Ima Gardener (in orbit), Wednesday, 17 March 2021 13:09 (three years ago) link

A quick search for "cottagecore racism" gave me this excellent (imo) blog post + comments that says pretty much everything I would have said:

https://baixueagain.tumblr.com/post/189439029744/time-to-stop-tagging-cottagecore-alongside

Point 1:

Cottagecore romanticizes the legacy of settler colonialism and frontier living that relies on the stolen land of indigenous people. Solarpunk needs to be decolonial and pro-community, including urban communities, in order to flourish as a genre.

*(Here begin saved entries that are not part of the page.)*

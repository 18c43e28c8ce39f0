//! Error types for the Gateway, the BusinessWorker and the address store.

use gateway_event_loop::LoopError;
use gateway_protocol::{ConnectionId, ProtocolError, Uid};
use std::io;
use thiserror::Error;

/// Errors raised while running a Gateway or a BusinessWorker.
///
/// Network failures that concern a single peer are handled where they happen
/// and never surface here; these variants are for setup failures and for
/// business handlers reporting a fault.
#[derive(Debug, Error)]
pub enum GatewayError {
    /// Binding, connecting or configuring a socket failed.
    #[error("Network error: {0}")]
    Network(String),

    /// Invariant or business-level failure.
    #[error("Internal error: {0}")]
    Internal(String),

    #[error("Invalid configuration: {0}")]
    Config(String),

    #[error(transparent)]
    Io(#[from] io::Error),

    #[error(transparent)]
    Protocol(#[from] ProtocolError),

    #[error(transparent)]
    Loop(#[from] LoopError),

    #[error(transparent)]
    Store(#[from] StoreError),
}

/// Failures of the shared key-value store and its lock.
#[derive(Debug, Error)]
pub enum StoreError {
    #[error("Store I/O failed for key {key}: {source}")]
    Io {
        key: String,
        #[source]
        source: io::Error,
    },

    #[error("Stored value for key {key} is not valid: {reason}")]
    Corrupt { key: String, reason: String },

    #[error("Timed out acquiring the registry lock after {0:?}")]
    LockTimeout(std::time::Duration),

    #[error("Registry lock failed: {0}")]
    Lock(String),
}

/// Why a CONNECT_SUCCESS could not bind a uid to a socket.
#[derive(Debug, Clone, Copy, Error, PartialEq, Eq)]
pub enum BindError {
    #[error("Socket {socket} is already bound to uid {uid}")]
    AlreadyBound { socket: ConnectionId, uid: Uid },

    #[error("Socket {0} is not a live client connection")]
    NotLive(ConnectionId),

    #[error("Uid 0 is reserved for unauthenticated sockets")]
    Anonymous,
}

pub type Result<T> = std::result::Result<T, GatewayError>;
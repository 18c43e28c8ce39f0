//! Logging system setup
//!
//! Installs the global `tracing` subscriber. `RUST_LOG` takes precedence over
//! the configured level.

use crate::config::LoggingSettings;
use anyhow::Result;
use tracing_subscriber::{fmt, prelude::*, EnvFilter};

/// Initialize the logging system
///
/// # Arguments
/// * `settings` - Level and output format from the configuration file, with
///   command-line overrides already applied
///
/// # Returns
/// * `Result<()>` - Error if a global subscriber is already installed
pub fn setup_logging(settings: &LoggingSettings) -> Result<()> {
    let filter = EnvFilter::try_from_default_env()
        .unwrap_or_else(|_| EnvFilter::new(&settings.level));

    let registry = tracing_subscriber::registry().with(filter);
    if settings.json_format {
        registry
            .with(fmt::layer().json().with_target(false).with_thread_names(true))
            .try_init()?;
    } else {
        registry
            .with(fmt::layer().with_target(false).with_thread_names(true))
            .try_init()?;
    }

    Ok(())
}
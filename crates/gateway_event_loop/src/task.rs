//! Cooperative-task backend.
//!
//! Every watch, timer and signal becomes a `spawn_local` task on a
//! current-thread tokio runtime. A watch task is suspended on `AsyncFd`
//! readiness of a duplicated descriptor, runs its callback, then re-probes the
//! descriptor with a zero-timeout `poll(2)`: readiness is only cleared when the
//! descriptor is really drained, which keeps the contract level-triggered.
//!
//! Tasks hold a `Weak` handle to the loop and a registration id. Before and
//! after each callback they check that their id is still the current one for
//! their key, so removed or replaced watches never fire again.

use crate::error::{LoopError, Result};
use crate::sys;
use crate::{
    invoke_guarded, Backend, Direction, EventLoop, IoCallback, SignalCallback, TimerCallback, TimerId,
    MIN_REPEAT_INTERVAL,
};
use std::cell::{Cell, RefCell};
use std::collections::HashMap;
use std::os::fd::{OwnedFd, RawFd};
use std::rc::{Rc, Weak};
use std::time::Duration;
use tokio::io::unix::AsyncFd;
use tokio::io::Interest;
use tokio::runtime::{Builder, Runtime};
use tokio::signal::unix::{signal, SignalKind};
use tokio::sync::Notify;
use tokio::task::LocalSet;
use tracing::{debug, warn};

/// Registration of one task: its id and the notifier that cancels it.
struct Registration {
    id: u64,
    cancel: Rc<Notify>,
}

impl Registration {
    fn cancel(self) {
        self.cancel.notify_one();
    }
}

#[derive(Default)]
struct Registry {
    watches: HashMap<(RawFd, Direction), Registration>,
    timers: HashMap<TimerId, Registration>,
    signals: HashMap<i32, Registration>,
    next_id: u64,
}

impl Registry {
    fn next_id(&mut self) -> u64 {
        self.next_id += 1;
        self.next_id
    }

    fn is_idle(&self) -> bool {
        self.watches.is_empty() && self.timers.is_empty() && self.signals.is_empty()
    }
}

struct Inner {
    // Declared before `runtime` so tasks are dropped while the runtime is alive.
    local: LocalSet,
    runtime: Runtime,
    registry: RefCell<Registry>,
    stopped: Cell<bool>,
    running: Cell<bool>,
    wake: Notify,
}

impl Inner {
    fn watch_is_current(&self, key: (RawFd, Direction), id: u64) -> bool {
        self.registry.borrow().watches.get(&key).is_some_and(|r| r.id == id)
    }

    fn timer_is_current(&self, timer: TimerId, id: u64) -> bool {
        self.registry.borrow().timers.get(&timer).is_some_and(|r| r.id == id)
    }

    fn signal_is_current(&self, signal: i32, id: u64) -> bool {
        self.registry.borrow().signals.get(&signal).is_some_and(|r| r.id == id)
    }

    /// Wakes `run` so it can notice a stop request or an empty registry.
    fn poke(&self) {
        self.wake.notify_one();
    }
}

/// Readiness loop driven by tokio local tasks.
pub struct TaskLoop {
    inner: Rc<Inner>,
}

impl TaskLoop {
    /// Builds the current-thread runtime backing this loop.
    ///
    /// # Errors
    ///
    /// [`LoopError::Runtime`] if the runtime cannot be created.
    pub fn new() -> Result<Self> {
        let runtime = Builder::new_current_thread()
            .enable_all()
            .build()
            .map_err(LoopError::Runtime)?;
        Ok(Self {
            inner: Rc::new(Inner {
                local: LocalSet::new(),
                runtime,
                registry: RefCell::new(Registry::default()),
                stopped: Cell::new(false),
                running: Cell::new(false),
                wake: Notify::new(),
            }),
        })
    }

    fn add_watch(&self, fd: RawFd, direction: Direction, callback: IoCallback) -> Result<()> {
        if fd < 0 {
            return Err(LoopError::InvalidDescriptor(fd));
        }
        let register_error = |source| LoopError::Register { fd, source };
        let owned = sys::duplicate(fd).map_err(register_error)?;
        let interest = match direction {
            Direction::Read => Interest::READABLE,
            Direction::Write => Interest::WRITABLE,
        };
        let async_fd = {
            let _guard = self.inner.runtime.enter();
            AsyncFd::with_interest(owned, interest).map_err(register_error)?
        };

        let cancel = Rc::new(Notify::new());
        let id = {
            let mut registry = self.inner.registry.borrow_mut();
            let id = registry.next_id();
            let previous = registry.watches.insert(
                (fd, direction),
                Registration {
                    id,
                    cancel: cancel.clone(),
                },
            );
            if let Some(previous) = previous {
                previous.cancel();
            }
            id
        };

        self.inner.local.spawn_local(watch_task(
            Rc::downgrade(&self.inner),
            fd,
            direction,
            id,
            async_fd,
            interest,
            callback,
            cancel,
        ));
        Ok(())
    }
}

#[allow(clippy::too_many_arguments)]
async fn watch_task(
    inner: Weak<Inner>,
    fd: RawFd,
    direction: Direction,
    id: u64,
    async_fd: AsyncFd<OwnedFd>,
    interest: Interest,
    mut callback: IoCallback,
    cancel: Rc<Notify>,
) {
    let key = (fd, direction);
    loop {
        let mut guard = tokio::select! {
            biased;
            _ = cancel.notified() => return,
            ready = async_fd.ready(interest) => match ready {
                Ok(guard) => guard,
                Err(e) => {
                    warn!(fd, error = %e, "🚫 Readiness wait failed; dropping watch");
                    return;
                }
            },
        };

        let Some(current) = inner.upgrade() else { return };
        if !current.watch_is_current(key, id) {
            return;
        }
        if current.stopped.get() {
            // Readiness is kept for the next run.
            drop(current);
            drop(guard);
            tokio::task::yield_now().await;
            continue;
        }
        invoke_guarded("io", || callback(fd));
        if !current.watch_is_current(key, id) {
            return;
        }
        drop(current);

        if sys::is_ready(fd, direction) {
            guard.retain_ready();
        } else {
            guard.clear_ready();
        }
        drop(guard);
        tokio::task::yield_now().await;
    }
}

async fn timer_task(
    inner: Weak<Inner>,
    timer: TimerId,
    id: u64,
    delay: Duration,
    repeating: bool,
    mut callback: TimerCallback,
    cancel: Rc<Notify>,
) {
    let interval = delay.max(MIN_REPEAT_INTERVAL);
    let mut wait = delay;
    loop {
        tokio::select! {
            biased;
            _ = cancel.notified() => return,
            _ = tokio::time::sleep(wait) => {}
        }

        let Some(current) = inner.upgrade() else { return };
        if !current.timer_is_current(timer, id) {
            return;
        }
        if !repeating {
            current.registry.borrow_mut().timers.remove(&timer);
            invoke_guarded("timer", || callback(timer));
            current.poke();
            return;
        }
        invoke_guarded("timer", || callback(timer));
        if !current.timer_is_current(timer, id) {
            return;
        }
        wait = interval;
    }
}

async fn signal_task(
    inner: Weak<Inner>,
    signum: i32,
    id: u64,
    mut stream: tokio::signal::unix::Signal,
    mut callback: SignalCallback,
    cancel: Rc<Notify>,
) {
    loop {
        tokio::select! {
            biased;
            _ = cancel.notified() => return,
            received = stream.recv() => if received.is_none() { return },
        }

        let Some(current) = inner.upgrade() else { return };
        if !current.signal_is_current(signum, id) {
            return;
        }
        invoke_guarded("signal", || callback(signum));
    }
}

impl EventLoop for TaskLoop {
    fn add_read_watch(&self, fd: RawFd, callback: IoCallback) -> Result<()> {
        self.add_watch(fd, Direction::Read, callback)
    }

    fn add_write_watch(&self, fd: RawFd, callback: IoCallback) -> Result<()> {
        self.add_watch(fd, Direction::Write, callback)
    }

    fn remove_watch(&self, fd: RawFd, direction: Direction) -> bool {
        let removed = self.inner.registry.borrow_mut().watches.remove(&(fd, direction));
        match removed {
            Some(registration) => {
                registration.cancel();
                self.inner.poke();
                true
            }
            None => false,
        }
    }

    fn add_timer(&self, delay: Duration, repeating: bool, callback: TimerCallback) -> TimerId {
        let cancel = Rc::new(Notify::new());
        let (timer, id) = {
            let mut registry = self.inner.registry.borrow_mut();
            let id = registry.next_id();
            let timer = TimerId::new(id);
            registry.timers.insert(
                timer,
                Registration {
                    id,
                    cancel: cancel.clone(),
                },
            );
            (timer, id)
        };
        self.inner.local.spawn_local(timer_task(
            Rc::downgrade(&self.inner),
            timer,
            id,
            delay,
            repeating,
            callback,
            cancel,
        ));
        timer
    }

    fn cancel_timer(&self, id: TimerId) -> bool {
        let removed = self.inner.registry.borrow_mut().timers.remove(&id);
        match removed {
            Some(registration) => {
                registration.cancel();
                self.inner.poke();
                true
            }
            None => false,
        }
    }

    fn add_signal_watch(&self, signum: i32, callback: SignalCallback) -> Result<()> {
        let stream = {
            let _guard = self.inner.runtime.enter();
            signal(SignalKind::from_raw(signum)).map_err(|source| LoopError::Signal { signal: signum, source })?
        };

        let cancel = Rc::new(Notify::new());
        let id = {
            let mut registry = self.inner.registry.borrow_mut();
            let id = registry.next_id();
            let previous = registry.signals.insert(
                signum,
                Registration {
                    id,
                    cancel: cancel.clone(),
                },
            );
            if let Some(previous) = previous {
                previous.cancel();
            }
            id
        };
        self.inner.local.spawn_local(signal_task(
            Rc::downgrade(&self.inner),
            signum,
            id,
            stream,
            callback,
            cancel,
        ));
        debug!(signal = signum, "📡 Signal watch registered");
        Ok(())
    }

    fn remove_signal_watch(&self, signum: i32) -> bool {
        let removed = self.inner.registry.borrow_mut().signals.remove(&signum);
        match removed {
            Some(registration) => {
                registration.cancel();
                self.inner.poke();
                true
            }
            None => false,
        }
    }

    fn run(&self) -> Result<()> {
        if self.inner.running.replace(true) {
            return Err(LoopError::AlreadyRunning);
        }
        let inner = &self.inner;
        inner.runtime.block_on(inner.local.run_until(async {
            loop {
                if inner.stopped.replace(false) || inner.registry.borrow().is_idle() {
                    break;
                }
                inner.wake.notified().await;
            }
        }));
        inner.running.set(false);
        Ok(())
    }

    fn stop(&self) {
        self.inner.stopped.set(true);
        self.inner.poke();
    }

    fn backend(&self) -> Backend {
        Backend::Task
    }
}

The history of the Homesteading Act, as well as modern white financial/land privileges, mean that Solarpunk needs to move away from cottagecore fantasies.

Comment:

Cottagecore does NOT, in fact, romanticize the legacy of colonial settlers. It does, however, romanticize: femininity, domesticity, and in some cases, rural life surrounded by vibrant, healing nature. It is wholesome by definition. It is safe. It is warm. It is peaceful. It is often unabashedly and unapologetically feminine. It is, for most, a fantasy.

Counter-comment:

white supremacist pastoral fantasies are all about recreating what they view as a natural ideal. domesticity and femininity are prized by white supremacists and every word of this fits exactly within their framework of gender roles. unapologetically feminine also stands out because this phrase is commonly used by anti-feminists who view feminism as an attack on womanhood that forces women to be unfeminine.

Ima Gardener (in orbit), Wednesday, 17 March 2021 13:22 (three years ago) link

And more good points all around re settler colonialism, the manufactured urban vs rural divide, the gendered ideal...

I’m especially concerned by how you frame femininity, especially rural femininity. I don’t know if you’ve ever worked on a farm, or done a lot of outdoorsy things. I have. It’s not delicate and romantic, and it involves a lot more than sitting and knitting by the fire or foraging for berries. It is back-breaking, physically taxing work, and rural women often spend a whole lot of their time doing extremely “unfeminine” things, even if they’re “just” keeping house.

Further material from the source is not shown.